What to work on: Return each line of the entries that mentions the word "derive".

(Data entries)
····················

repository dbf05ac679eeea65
//! Stage and pipeline state value objects
//!
//! - `Stage`: the unit of work that can fail (one per error class)
//! - `PipelineState`: the orchestrator's position in the state machine
//! - `PipelineOutcome`: the single terminal report of one run

use serde::Serialize;

/// A pipeline stage that can produce a terminal failure
#[derive(Debug, Clone, Copy, PartialEq, Eq, Hash, Serialize)]
#[serde(rename_all = "kebab-case")]
pub enum Stage {
    /// Config validation (aggregated field violations)
    Validation,
    /// Scratch directory allocation
    Workspace,
    /// Archive extraction into the workspace
    Extraction,
    /// Mirror transfer to the remote host
    Sync,
    /// Optional remote command after a successful sync
    PostCommand,
}

impl Stage {
    /// Short label used in diagnostics and JSON events
    pub fn as_str(&self) -> &'static str {
        match self {
            Stage::Validation => "validation",
            Stage::Workspace => "workspace",
            Stage::Extraction => "extraction",
            Stage::Sync => "sync",
            Stage::PostCommand => "post-command",
        }
    }
}

impl std::fmt::Display for Stage {
    fn fmt(&self, f: &mut std::fmt::Formatter<'_>) -> std::fmt::Result {
        f.write_str(self.as_str())
    }
}

/// Orchestrator state
///
/// `Init → Validated → Extracted → Synced → Complete`, with `Failed`
/// reachable from every non-terminal state.
#[derive(Debug, Clone, Copy, PartialEq, Eq, Hash, Serialize)]
#[serde(rename_all = "SCREAMING_SNAKE_CASE")]
pub enum PipelineState {
    Init,
    Validated,
    Extracted,
    Synced,
    Complete,
    Failed,
}

impl PipelineState {
    pub fn as_str(&self) -> &'static str {
        match self {
            PipelineState::Init => "INIT",
            PipelineState::Validated => "VALIDATED",
            PipelineState::Extracted => "EXTRACTED",
            PipelineState::Synced => "SYNCED",
            PipelineState::Complete => "COMPLETE",
            PipelineState::Failed => "FAILED",
        }
    }
}

impl std::fmt::Display for PipelineState {
    fn fmt(&self, f: &mut std::fmt::Formatter<'_>) -> std::fmt::Result {
        f.write_str(self.as_str())
    }
}

/// Terminal result of a pipeline run
#[derive(Debug, Clone, PartialEq, Eq)]
pub enum PipelineOutcome {
    Success,
    Failure { stage: Stage, message: String },
}

impl PipelineOutcome {
    pub fn is_success(&self) -> bool {
        matches!(self, PipelineOutcome::Success)
    }

    /// The failing stage, if any
    pub fn failed_stage(&self) -> Option<Stage> {
        match self {
            PipelineOutcome::Success => None,
            PipelineOutcome::Failure { stage, .. } => Some(*stage),
        }
    }
}
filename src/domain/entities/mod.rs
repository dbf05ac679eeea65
//! Domain Entities
//!
//! - `DeploymentConfig` - validated remote target of a run
//! - `BackupReference` - the archive being redeployed
//! - `Workspace` - scratch directory holding the extracted archive

mod backup;
mod deployment_config;
mod workspace;

pub use backup::BackupReference;
pub use deployment_config::DeploymentConfig;
pub use workspace::{Workspace, WORKSPACE_NAME_FORMAT};
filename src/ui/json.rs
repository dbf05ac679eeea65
use std::io::{self, Write};

/// Write a single NDJSON event (one JSON object per line).
pub fn write_event(out: &mut impl Write, event: &serde_json::Value) -> io::Result<()> {
    let line = serde_json::to_string(event).unwrap_or_else(|_| "{}".to_string());
    out.write_all(line.as_bytes())?;
    out.write_all(b"\n")?;
    Ok(())
}

/// Convenience helper that writes to stdout.
pub fn emit(event: serde_json::Value) -> io::Result<()> {
    let mut out = io::stdout().lock();
    write_event(&mut out, &event)
}
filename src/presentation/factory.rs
//! Use Case Factory
//!
//! Creates use cases with infrastructure dependencies wired up.
//! This is the dependency injection point for the application.

use std::path::PathBuf;

use crate::application::RollbackUseCase;
use crate::config::workspace_root_from_env;
use crate::infrastructure::{
    LocalWorkspaceAllocator, RsyncSynchronizer, SshRunner, SystemClock, TarExtractor,
};

/// Type alias for the concrete RollbackUseCase with all dependencies
pub type ConcreteRollbackUseCase = RollbackUseCase<
    LocalWorkspaceAllocator<SystemClock>,
    TarExtractor,
    RsyncSynchronizer,
    SshRunner,
>;

/// Where workspaces are created: the explicit root, then
/// `ROLLBACK_WORKSPACE_ROOT`, then the OS temp directory.
pub fn resolve_workspace_root(explicit: Option<PathBuf>) -> PathBuf {
    explicit
        .or_else(workspace_root_from_env)
        .unwrap_or_else(std::env::temp_dir)
}

/// Create a rollback use case with all dependencies wired up
pub fn create_rollback_use_case(workspace_root: Option<PathBuf>) -> ConcreteRollbackUseCase {
    RollbackUseCase::new(
        LocalWorkspaceAllocator::new(resolve_workspace_root(workspace_root)),
        TarExtractor::new(),
        RsyncSynchronizer::new(),
        SshRunner::new(),
    )
}

#[cfg(test)]
mod tests {
    use super::*;

    #[test]
    fn explicit_root_wins() {
        let root = resolve_workspace_root(Some(PathBuf::from("/var/tmp/rollbacks")));
        assert_eq!(root, PathBuf::from("/var/tmp/rollbacks"));
    }

    #[test]
    fn create_rollback_use_case_uses_explicit_root() {
        // Construction only; nothing runs until execute
        let _use_case = create_rollback_use_case(Some(PathBuf::from("/var/tmp/rollbacks")));
    }
}
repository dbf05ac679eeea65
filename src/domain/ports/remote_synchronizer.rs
//! Remote Synchronizer Port
//!
//! Mirrors a local workspace onto `username@host:remote_path`. The transfer
//! is destructive: remote files that are absent locally are deleted.

use super::tool_output::{ToolError, ToolOutput};
use crate::domain::entities::{DeploymentConfig, Workspace};

/// Capability that performs the authenticated mirror transfer
pub trait RemoteSynchronizer {
    /// Name of the underlying tool (for diagnostics)
    fn name(&self) -> &'static str;

    /// Make the remote path an exact copy of the workspace contents
    fn mirror(
        &self,
        workspace: &Workspace,
        config: &DeploymentConfig,
    ) -> Result<ToolOutput, ToolError>;
}
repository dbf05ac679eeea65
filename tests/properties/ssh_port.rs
//! Property tests for effective SSH port selection.

use proptest::prelude::*;
use serde_json::json;

use rollback::domain::value_objects::{resolve_port, PortSource, DEFAULT_SSH_PORT};

proptest! {
    /// PROPERTY: integers in 1..=65535 are used as-is; anything else is port 22.
    #[test]
    fn property_integer_ports(n in any::<i64>()) {
        let value = json!(n);
        let (port, source) = resolve_port(Some(&value));
        if (1..=65535).contains(&n) {
            prop_assert_eq!(i64::from(port), n);
            prop_assert_eq!(source, PortSource::Configured);
        } else {
            prop_assert_eq!(port, DEFAULT_SSH_PORT);
            prop_assert_eq!(source, PortSource::Defaulted);
        }
    }

    /// PROPERTY: whole floats behave like the matching integer; true fractions default.
    #[test]
    fn property_float_ports(n in -10i64..70_000, frac in prop_oneof![Just(0.0f64), 0.01f64..0.99]) {
        let value = json!(n as f64 + frac);
        let (port, source) = resolve_port(Some(&value));
        if frac == 0.0 && (1..=65535).contains(&n) {
            prop_assert_eq!(i64::from(port), n);
            prop_assert_eq!(source, PortSource::Configured);
        } else {
            prop_assert_eq!(port, DEFAULT_SSH_PORT);
            prop_assert_eq!(source, PortSource::Defaulted);
        }
    }

    /// PROPERTY: strings never count as a port, even numeric ones.
    #[test]
    fn property_strings_default(s in "[0-9]{0,6}|[a-z ]{0,8}") {
        let value = json!(s);
        prop_assert_eq!(resolve_port(Some(&value)), (DEFAULT_SSH_PORT, PortSource::Defaulted));
    }
}
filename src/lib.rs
//! Rollback - restore a backup archive onto a remote host
//!
//! A rollback extracts a local `.tar.gz` backup into a timestamped
//! workspace, mirrors it onto `user@host:path` with rsync over ssh, and
//! optionally runs one command on the remote host afterwards. Each stage
//! runs only if the previous one succeeded.

pub mod application;
pub mod config;
pub mod domain;
pub mod error;
pub mod infrastructure;
pub mod presentation;

// Re-exports for convenience
pub use application::{RollbackOptions, RollbackReport, RollbackUseCase};
pub use config::{ConfigWarning, RawDeploymentConfig};
pub use domain::entities::{BackupReference, DeploymentConfig, Workspace};
pub use domain::value_objects::{PipelineOutcome, PipelineState, Stage, Violation};
pub use error::{RollbackError, RollbackResult, StageError};
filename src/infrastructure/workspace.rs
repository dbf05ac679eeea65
//! Local workspace allocation
//!
//! Creates `<root>/<YYYY-MM-DD-HH-mm>` for a run. The directory is never
//! removed; a same-minute run reuses it.

use chrono::{DateTime, Local};
use std::fs;
use std::path::{Path, PathBuf};

use crate::domain::entities::Workspace;
use crate::domain::ports::{WorkspaceAllocator, WorkspaceError};

/// Source of the current time
pub trait Clock {
    fn now(&self) -> DateTime<Local>;
}

/// Wall clock
#[derive(Debug, Clone, Copy, Default)]
pub struct SystemClock;

impl Clock for SystemClock {
    fn now(&self) -> DateTime<Local> {
        Local::now()
    }
}

impl<F> Clock for F
where
    F: Fn() -> DateTime<Local>,
{
    fn now(&self) -> DateTime<Local> {
        self()
    }
}

/// Allocates workspaces under a base directory on the local disk
pub struct LocalWorkspaceAllocator<C: Clock = SystemClock> {
    root: PathBuf,
    clock: C,
}

impl LocalWorkspaceAllocator {
    pub fn new(root: impl Into<PathBuf>) -> Self {
        Self::with_clock(root, SystemClock)
    }
}

impl<C: Clock> LocalWorkspaceAllocator<C> {
    pub fn with_clock(root: impl Into<PathBuf>, clock: C) -> Self {
        Self {
            root: root.into(),
            clock,
        }
    }

    pub fn root(&self) -> &Path {
        &self.root
    }
}

impl<C: Clock> WorkspaceAllocator for LocalWorkspaceAllocator<C> {
    fn allocate(&self) -> Result<Workspace, WorkspaceError> {
        let workspace = Workspace::under(&self.root, self.clock.now());
        fs::create_dir_all(workspace.directory()).map_err(|source| WorkspaceError {
            path: workspace.directory().to_path_buf(),
            source,
        })?;
        Ok(workspace)
    }
}

#[cfg(test)]
mod tests {
    use super::*;
    use chrono::TimeZone;
    use tempfile::tempdir;

    fn fixed() -> DateTime<Local> {
        Local.with_ymd_and_hms(2024, 11, 2, 8, 15, 42).unwrap()
    }

    #[test]
    fn allocate_creates_timestamped_directory() {
        let dir = tempdir().unwrap();
        let allocator = LocalWorkspaceAllocator::with_clock(dir.path().join("nested"), fixed);

        let workspace = allocator.allocate().unwrap();

        assert_eq!(workspace.directory(), dir.path().join("nested/2024-11-02-08-15"));
        assert!(workspace.directory().is_dir());
        assert_eq!(workspace.created_at(), fixed());
    }

    #[test]
    fn same_minute_reuses_directory() {
        let dir = tempdir().unwrap();
        let allocator = LocalWorkspaceAllocator::with_clock(dir.path(), fixed);

        let first = allocator.allocate().unwrap();
        std::fs::write(first.directory().join("left-over"), b"x").unwrap();
        let second = allocator.allocate().unwrap();

        assert_eq!(first.directory(), second.directory());
    }

    #[test]
    fn root_that_is_a_file_fails() {
        let dir = tempdir().unwrap();
        let file = dir.path().join("not-a-dir");
        std::fs::write(&file, b"x").unwrap();
        let allocator = LocalWorkspaceAllocator::with_clock(&file, fixed);

        let err = allocator.allocate().unwrap_err();

        assert_eq!(err.path, file.join("2024-11-02-08-15"));
    }

    #[test]
    fn system_clock_allocator_uses_given_root() {
        let dir = tempdir().unwrap();
        let allocator = LocalWorkspaceAllocator::new(dir.path());
        assert_eq!(allocator.root(), dir.path());
        assert!(allocator.allocate().unwrap().directory().starts_with(dir.path()));
    }
}
//! Property tests for config file parsing.

use std::path::Path;

use proptest::prelude::*;
use serde_json::{Map, Value};

use rollback::config::{parse_with_warnings, KNOWN_KEYS};

proptest! {
    /// PROPERTY: arbitrary content never panics the parser.
    #[test]
    fn property_parse_never_panics(content in ".{0,200}") {
        let _ = parse_with_warnings(&content, Path::new("fuzz.json"));
    }

    /// PROPERTY: every unknown key yields exactly one warning; known keys none.
    #[test]
    fn property_unknown_keys_each_warn_once(
        unknown in proptest::collection::btree_set("x[a-z]{1,10}", 0..6),
        host in "[a-z.]{1,12}",
    ) {
        let mut object = Map::new();
        object.insert("host".to_string(), Value::String(host));
        for key in &unknown {
            object.insert(key.clone(), Value::Bool(true));
        }
        let content = serde_json::to_string_pretty(&Value::Object(object)).unwrap();

        let (_, warnings) = parse_with_warnings(&content, Path::new("deploy.json")).unwrap();
        let mut warned: Vec<String> = warnings.into_iter().map(|w| w.key).collect();
        warned.sort();
        let expected: Vec<String> = unknown.into_iter().collect();

        prop_assert_eq!(warned, expected);
        prop_assert!(KNOWN_KEYS.contains(&"host"));
    }
}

····················

Your response:
#[derive(Debug, Clone, Copy, PartialEq, Eq, Hash, Serialize)]
#[derive(Debug, Clone, Copy, PartialEq, Eq, Hash, Serialize)]
#[derive(Debug, Clone, PartialEq, Eq)]
#[derive(Debug, Clone, Copy, Default)]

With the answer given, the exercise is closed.